The only difference between the 1-800-FLOWERS mark and the Domain Name is the addition of the letter “i” immediately preceding the term “flowers” and the deletion of hyphens. The addition of the letter “i”, which is often used as part of the name for a business conducted over the Internet, does not serve to distinguish the Domain Name from Complainant’s mark. Indeed, it is well established that likelihood of confusion is not eliminated, or even necessarily reduced, by the addition or deletion of a letter or a hyphen.
Complainant’s first use and registration of its 800-FLOWERS Marks long predate any use the Respondent made of the Domain Name, registered on or about October 13, 2011. Because Complainant has both federal registrations and common law rights that predate Respondent’s domain name registration, the Respondent is charged with constructive knowledge of Complainant’s prior trademark rights in the 800-FLOWERS Marks. The burden therefore shifts to Respondent to establish rights or a legitimate interest in the Domain Name.
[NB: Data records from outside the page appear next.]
#![allow(dead_code)]

use std::path::PathBuf;
use std::sync::Arc;
use std::time::{Duration, SystemTime, UNIX_EPOCH};

use parking_lot::Mutex;
use sightline_runtime::registry::MonitorRegistry;
use sightline_runtime::source::{ChannelLink, SourceHandle, ValueSource, WriteRequest};
use sightline_runtime::template::SearchPath;
use sightline_runtime::{ChannelState, DisplayError, Engine};
use smol_str::SmolStr;

/// Source driven by the test: connections stay silent until published.
#[derive(Default)]
pub struct ManualSource {
    inner: Mutex<ManualInner>,
}

#[derive(Default)]
struct ManualInner {
    next: u64,
    links: Vec<(u64, SmolStr, ChannelLink)>,
    connects: Vec<SmolStr>,
    writes: Vec<WriteRequest>,
}

impl ManualSource {
    /// Publishes `state` on every open connection of `name`.
    pub fn publish(&self, name: &str, state: ChannelState) -> usize {
        let links: Vec<ChannelLink> = self
            .inner
            .lock()
            .links
            .iter()
            .filter(|(_, link_name, _)| link_name == name)
            .map(|(_, _, link)| link.clone())
            .collect();
        links
            .iter()
            .filter(|link| link.publish(state.clone()))
            .count()
    }

    /// Links handed out for `name`, including closed ones.
    pub fn stale_links(&self) -> Vec<ChannelLink> {
        self.inner
            .lock()
            .links
            .iter()
            .map(|(_, _, link)| link.clone())
            .collect()
    }

    pub fn connects(&self) -> Vec<SmolStr> {
        self.inner.lock().connects.clone()
    }

    pub fn open_connections(&self) -> usize {
        self.inner.lock().links.len()
    }

    pub fn writes(&self) -> Vec<WriteRequest> {
        self.inner.lock().writes.clone()
    }
}

impl ValueSource for ManualSource {
    fn connect(&self, name: &str, link: ChannelLink) -> Result<SourceHandle, DisplayError> {
        let mut inner = self.inner.lock();
        let handle = inner.next;
        inner.next += 1;
        inner.connects.push(SmolStr::new(name));
        inner.links.push((handle, SmolStr::new(name), link));
        Ok(SourceHandle(handle))
    }

    fn disconnect(&self, handle: SourceHandle) {
        self.inner.lock().links.retain(|(id, _, _)| *id != handle.0);
    }

    fn write(&self, request: &WriteRequest) -> Result<(), DisplayError> {
        self.inner.lock().writes.push(request.clone());
        Ok(())
    }
}

pub fn temp_dir(name: &str) -> PathBuf {
    let stamp = SystemTime::now()
        .duration_since(UNIX_EPOCH)
        .expect("clock")
        .as_nanos();
    let dir = std::env::temp_dir().join(format!("sightline-{name}-{stamp}"));
    std::fs::create_dir_all(&dir).expect("create temp dir");
    dir
}

/// A display directory, a manual source and an engine searching that
/// directory.
pub struct Fixture {
    pub dir: PathBuf,
    pub source: Arc<ManualSource>,
    pub engine: Engine,
}

impl Fixture {
    pub fn new(name: &str) -> Self {
        Self::with_depth(name, 8)
    }

    pub fn with_depth(name: &str, max_depth: usize) -> Self {
        let dir = temp_dir(name);
        let source = Arc::new(ManualSource::default());
        let registry = MonitorRegistry::new(source.clone(), 256, Duration::from_millis(5));
        let engine = Engine::new(
            registry,
            Box::new(SearchPath::new(vec![dir.clone()])),
            max_depth,
        );
        Self {
            dir,
            source,
            engine,
        }
    }

    /// Writes `<name>.ui` holding `body` under a top-level form widget.
    pub fn display(&self, name: &str, body: &str) {
        std::fs::write(self.dir.join(format!("{name}.ui")), document(name, body))
            .expect("write display");
    }
}

pub fn document(name: &str, body: &str) -> String {
    format!(
        r#"<?xml version="1.0" encoding="UTF-8"?>
<ui version="4.0">
 <class>{name}</class>
 <widget class="QWidget" name="{name}">
{body}
 </widget>
</ui>
"#
    )
}

/// A widget with string properties. Values starting with `enum:` are
/// written as enum properties.
pub fn widget(class: &str, name: &str, properties: &[(&str, &str)]) -> String {
    let mut out = format!(r#"  <widget class="{class}" name="{name}">"#);
    for (key, value) in properties {
        let value = match value.strip_prefix("enum:") {
            Some(value) => format!("<enum>{class}::{value}</enum>"),
            None => format!("<string>{}</string>", escape(value)),
        };
        out.push_str(&format!(r#"<property name="{key}">{value}</property>"#));
    }
    out.push_str("</widget>\n");
    out
}

/// Escapes text for use inside XML element content or attributes.
pub fn escape(text: &str) -> String {
    text.replace('&', "&amp;")
        .replace('<', "&lt;")
        .replace('>', "&gt;")
        .replace('"', "&quot;")
}

/// A widget containing other widgets.
pub fn container(class: &str, name: &str, properties: &[(&str, &str)], children: &str) -> String {
    let open = widget(class, name, properties);
    let open = open.trim_end().trim_end_matches("</widget>");
    format!("{open}\n{children}  </widget>\n")
}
Respondent cannot demonstrate or establish such rights or a legitimate interest. There is no relationship between Complainant and Respondent giving rise to any license, permission, or other right by which Respondent could own or use any domain name incorporating Complainant’s 800-FLOWERS Marks. Respondent is not an authorized distributor or representative of Complainant’s products and services, there has never been any business relationship whatsoever between Complainant and Respondent, and Respondent has never been given any permission to register or use the Domain Name. Complainant does not sponsor or endorse Respondent’s activities in any respect and has not provided its consent to Respondent’s use and exploitation of the 800-FLOWERS Marks in the Domain Name and on its accompanying website.
Respondent’s lack of any legitimate interest is further established by the fact that Respondent appears to have registered and was using the Domain Name solely for commercial gain and in connection with a scheme to defraud the public, as explained in detail below. Respondent sought to profit by using the Domain Name to promote herself and her purported floral delivery products and services by trading on the goodwill associated with Complainant and its extremely well-known 800-FLOWERS Marks to lure prospective purchasers to the website located at the Domain Name. Such use cannot constitute a bona fide use of the Domain Name.
Respondent’s bad faith registration and use of the Domain Name is established by the fact that the Domain Name has been used in an apparent scheme to defraud confused prospective purchasers into providing their credit card information under the belief that they in return would receive high quality floral and gift delivery services from Complainant.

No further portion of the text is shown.